**Raw data:**

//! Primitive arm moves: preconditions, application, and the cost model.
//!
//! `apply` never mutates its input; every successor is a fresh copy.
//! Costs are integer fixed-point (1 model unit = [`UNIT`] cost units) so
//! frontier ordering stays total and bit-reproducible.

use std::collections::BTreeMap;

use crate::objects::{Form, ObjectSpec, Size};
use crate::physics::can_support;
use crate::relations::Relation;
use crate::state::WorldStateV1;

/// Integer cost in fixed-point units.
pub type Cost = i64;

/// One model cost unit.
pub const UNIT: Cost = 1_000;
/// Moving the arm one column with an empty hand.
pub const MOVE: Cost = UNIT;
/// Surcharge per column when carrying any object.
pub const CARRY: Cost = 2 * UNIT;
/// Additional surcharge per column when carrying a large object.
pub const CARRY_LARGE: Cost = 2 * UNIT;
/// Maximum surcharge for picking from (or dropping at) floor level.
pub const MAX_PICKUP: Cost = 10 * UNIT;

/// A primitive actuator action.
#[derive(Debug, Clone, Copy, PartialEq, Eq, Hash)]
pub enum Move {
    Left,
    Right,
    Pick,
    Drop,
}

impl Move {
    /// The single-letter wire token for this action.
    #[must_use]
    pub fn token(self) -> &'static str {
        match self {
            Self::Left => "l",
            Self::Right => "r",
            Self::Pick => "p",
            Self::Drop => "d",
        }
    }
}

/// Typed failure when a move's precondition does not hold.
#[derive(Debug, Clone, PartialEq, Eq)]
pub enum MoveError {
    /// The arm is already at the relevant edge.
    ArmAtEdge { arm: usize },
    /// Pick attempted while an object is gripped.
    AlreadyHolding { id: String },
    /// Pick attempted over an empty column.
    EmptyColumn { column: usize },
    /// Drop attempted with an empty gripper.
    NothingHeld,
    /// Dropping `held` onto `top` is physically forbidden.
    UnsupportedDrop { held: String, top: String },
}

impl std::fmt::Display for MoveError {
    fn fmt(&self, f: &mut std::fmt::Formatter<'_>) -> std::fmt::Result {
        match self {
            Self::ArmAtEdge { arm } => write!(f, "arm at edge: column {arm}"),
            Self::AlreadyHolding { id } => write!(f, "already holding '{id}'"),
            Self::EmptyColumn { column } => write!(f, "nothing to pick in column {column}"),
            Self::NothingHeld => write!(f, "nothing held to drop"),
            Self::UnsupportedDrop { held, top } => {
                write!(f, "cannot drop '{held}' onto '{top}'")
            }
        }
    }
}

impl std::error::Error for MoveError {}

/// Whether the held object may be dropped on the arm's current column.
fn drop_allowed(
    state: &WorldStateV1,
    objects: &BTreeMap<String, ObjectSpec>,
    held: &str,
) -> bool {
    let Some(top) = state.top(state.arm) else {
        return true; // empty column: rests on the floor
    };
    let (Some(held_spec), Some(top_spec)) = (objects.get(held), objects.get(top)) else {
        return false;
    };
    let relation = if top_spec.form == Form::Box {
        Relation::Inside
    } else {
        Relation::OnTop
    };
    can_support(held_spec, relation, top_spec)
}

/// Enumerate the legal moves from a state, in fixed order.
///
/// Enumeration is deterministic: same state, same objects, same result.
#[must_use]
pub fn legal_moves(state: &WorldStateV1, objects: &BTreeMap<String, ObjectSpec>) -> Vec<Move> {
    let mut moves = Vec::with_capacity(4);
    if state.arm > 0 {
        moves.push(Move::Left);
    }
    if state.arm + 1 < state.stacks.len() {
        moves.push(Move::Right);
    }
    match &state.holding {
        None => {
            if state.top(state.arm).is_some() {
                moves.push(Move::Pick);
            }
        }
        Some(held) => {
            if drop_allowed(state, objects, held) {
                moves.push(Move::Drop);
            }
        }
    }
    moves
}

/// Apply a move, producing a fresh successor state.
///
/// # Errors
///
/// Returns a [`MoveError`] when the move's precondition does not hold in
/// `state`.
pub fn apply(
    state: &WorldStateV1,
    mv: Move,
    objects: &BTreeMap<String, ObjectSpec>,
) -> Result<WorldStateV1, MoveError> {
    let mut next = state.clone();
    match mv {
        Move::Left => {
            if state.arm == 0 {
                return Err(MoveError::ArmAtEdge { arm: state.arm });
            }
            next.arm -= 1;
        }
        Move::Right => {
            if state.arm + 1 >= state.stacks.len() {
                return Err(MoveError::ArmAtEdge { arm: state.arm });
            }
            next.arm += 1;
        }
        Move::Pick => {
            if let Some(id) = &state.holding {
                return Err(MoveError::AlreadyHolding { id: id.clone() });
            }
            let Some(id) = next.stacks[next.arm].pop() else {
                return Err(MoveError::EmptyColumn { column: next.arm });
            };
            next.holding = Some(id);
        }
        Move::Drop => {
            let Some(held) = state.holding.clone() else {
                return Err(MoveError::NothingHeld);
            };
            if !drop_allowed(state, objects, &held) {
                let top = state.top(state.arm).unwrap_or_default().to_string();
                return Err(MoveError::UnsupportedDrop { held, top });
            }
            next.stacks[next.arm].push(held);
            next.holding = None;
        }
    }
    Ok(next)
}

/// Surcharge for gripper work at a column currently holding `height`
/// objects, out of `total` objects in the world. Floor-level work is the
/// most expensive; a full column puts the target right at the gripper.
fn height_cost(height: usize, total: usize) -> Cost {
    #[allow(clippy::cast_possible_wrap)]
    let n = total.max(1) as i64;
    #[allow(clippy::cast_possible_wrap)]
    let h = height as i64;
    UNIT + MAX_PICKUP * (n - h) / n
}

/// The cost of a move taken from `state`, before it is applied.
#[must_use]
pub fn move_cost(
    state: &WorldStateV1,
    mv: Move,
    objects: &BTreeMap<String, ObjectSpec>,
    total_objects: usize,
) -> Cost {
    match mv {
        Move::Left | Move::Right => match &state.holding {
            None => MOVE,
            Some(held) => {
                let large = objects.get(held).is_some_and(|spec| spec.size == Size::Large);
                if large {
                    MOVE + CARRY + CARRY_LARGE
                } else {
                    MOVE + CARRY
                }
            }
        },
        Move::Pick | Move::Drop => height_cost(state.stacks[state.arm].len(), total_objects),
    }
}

**What is required:** Copy every line of the listing above exactly.

**Written answer:**
//! Primitive arm moves: preconditions, application, and the cost model.
//!
//! `apply` never mutates its input; every successor is a fresh copy.
//! Costs are integer fixed-point (1 model unit = [`UNIT`] cost units) so
//! frontier ordering stays total and bit-reproducible.

use std::collections::BTreeMap;

use crate::objects::{Form, ObjectSpec, Size};
use crate::physics::can_support;
use crate::relations::Relation;
use crate::state::WorldStateV1;

/// Integer cost in fixed-point units.
pub type Cost = i64;

/// One model cost unit.
pub const UNIT: Cost = 1_000;
/// Moving the arm one column with an empty hand.
pub const MOVE: Cost = UNIT;
/// Surcharge per column when carrying any object.
pub const CARRY: Cost = 2 * UNIT;
/// Additional surcharge per column when carrying a large object.
pub const CARRY_LARGE: Cost = 2 * UNIT;
/// Maximum surcharge for picking from (or dropping at) floor level.
pub const MAX_PICKUP: Cost = 10 * UNIT;

/// A primitive actuator action.
#[derive(Debug, Clone, Copy, PartialEq, Eq, Hash)]
pub enum Move {
    Left,
    Right,
    Pick,
    Drop,
}

impl Move {
    /// The single-letter wire token for this action.
    #[must_use]
    pub fn token(self) -> &'static str {
        match self {
            Self::Left => "l",
            Self::Right => "r",
            Self::Pick => "p",
            Self::Drop => "d",
        }
    }
}

/// Typed failure when a move's precondition does not hold.
#[derive(Debug, Clone, PartialEq, Eq)]
pub enum MoveError {
    /// The arm is already at the relevant edge.
    ArmAtEdge { arm: usize },
    /// Pick attempted while an object is gripped.
    AlreadyHolding { id: String },
    /// Pick attempted over an empty column.
    EmptyColumn { column: usize },
    /// Drop attempted with an empty gripper.
    NothingHeld,
    /// Dropping `held` onto `top` is physically forbidden.
    UnsupportedDrop { held: String, top: String },
}

impl std::fmt::Display for MoveError {
    fn fmt(&self, f: &mut std::fmt::Formatter<'_>) -> std::fmt::Result {
        match self {
            Self::ArmAtEdge { arm } => write!(f, "arm at edge: column {arm}"),
            Self::AlreadyHolding { id } => write!(f, "already holding '{id}'"),
            Self::EmptyColumn { column } => write!(f, "nothing to pick in column {column}"),
            Self::NothingHeld => write!(f, "nothing held to drop"),
            Self::UnsupportedDrop { held, top } => {
                write!(f, "cannot drop '{held}' onto '{top}'")
            }
        }
    }
}

impl std::error::Error for MoveError {}

/// Whether the held object may be dropped on the arm's current column.
fn drop_allowed(
    state: &WorldStateV1,
    objects: &BTreeMap<String, ObjectSpec>,
    held: &str,
) -> bool {
    let Some(top) = state.top(state.arm) else {
        return true; // empty column: rests on the floor
    };
    let (Some(held_spec), Some(top_spec)) = (objects.get(held), objects.get(top)) else {
        return false;
    };
    let relation = if top_spec.form == Form::Box {
        Relation::Inside
    } else {
        Relation::OnTop
    };
    can_support(held_spec, relation, top_spec)
}

/// Enumerate the legal moves from a state, in fixed order.
///
/// Enumeration is deterministic: same state, same objects, same result.
#[must_use]
pub fn legal_moves(state: &WorldStateV1, objects: &BTreeMap<String, ObjectSpec>) -> Vec<Move> {
    let mut moves = Vec::with_capacity(4);
    if state.arm > 0 {
        moves.push(Move::Left);
    }
    if state.arm + 1 < state.stacks.len() {
        moves.push(Move::Right);
    }
    match &state.holding {
        None => {
            if state.top(state.arm).is_some() {
                moves.push(Move::Pick);
            }
        }
        Some(held) => {
            if drop_allowed(state, objects, held) {
                moves.push(Move::Drop);
            }
        }
    }
    moves
}

/// Apply a move, producing a fresh successor state.
///
/// # Errors
///
/// Returns a [`MoveError`] when the move's precondition does not hold in
/// `state`.
pub fn apply(
    state: &WorldStateV1,
    mv: Move,
    objects: &BTreeMap<String, ObjectSpec>,
) -> Result<WorldStateV1, MoveError> {
    let mut next = state.clone();
    match mv {
        Move::Left => {
            if state.arm == 0 {
                return Err(MoveError::ArmAtEdge { arm: state.arm });
            }
            next.arm -= 1;
        }
        Move::Right => {
            if state.arm + 1 >= state.stacks.len() {
                return Err(MoveError::ArmAtEdge { arm: state.arm });
            }
            next.arm += 1;
        }
        Move::Pick => {
            if let Some(id) = &state.holding {
                return Err(MoveError::AlreadyHolding { id: id.clone() });
            }
            let Some(id) = next.stacks[next.arm].pop() else {
                return Err(MoveError::EmptyColumn { column: next.arm });
            };
            next.holding = Some(id);
        }
        Move::Drop => {
            let Some(held) = state.holding.clone() else {
                return Err(MoveError::NothingHeld);
            };
            if !drop_allowed(state, objects, &held) {
                let top = state.top(state.arm).unwrap_or_default().to_string();
                return Err(MoveError::UnsupportedDrop { held, top });
            }
            next.stacks[next.arm].push(held);
            next.holding = None;
        }
    }
    Ok(next)
}

/// Surcharge for gripper work at a column currently holding `height`
/// objects, out of `total` objects in the world. Floor-level work is the
/// most expensive; a full column puts the target right at the gripper.
fn height_cost(height: usize, total: usize) -> Cost {
    #[allow(clippy::cast_possible_wrap)]
    let n = total.max(1) as i64;
    #[allow(clippy::cast_possible_wrap)]
    let h = height as i64;
    UNIT + MAX_PICKUP * (n - h) / n
}

/// The cost of a move taken from `state`, before it is applied.
#[must_use]
pub fn move_cost(
    state: &WorldStateV1,
    mv: Move,
    objects: &BTreeMap<String, ObjectSpec>,
    total_objects: usize,
) -> Cost {
    match mv {
        Move::Left | Move::Right => match &state.holding {
            None => MOVE,
            Some(held) => {
                let large = objects.get(held).is_some_and(|spec| spec.size == Size::Large);
                if large {
                    MOVE + CARRY + CARRY_LARGE
                } else {
                    MOVE + CARRY
                }
            }
        },
        Move::Pick | Move::Drop => height_cost(state.stacks[state.arm].len(), total_objects),
    }
}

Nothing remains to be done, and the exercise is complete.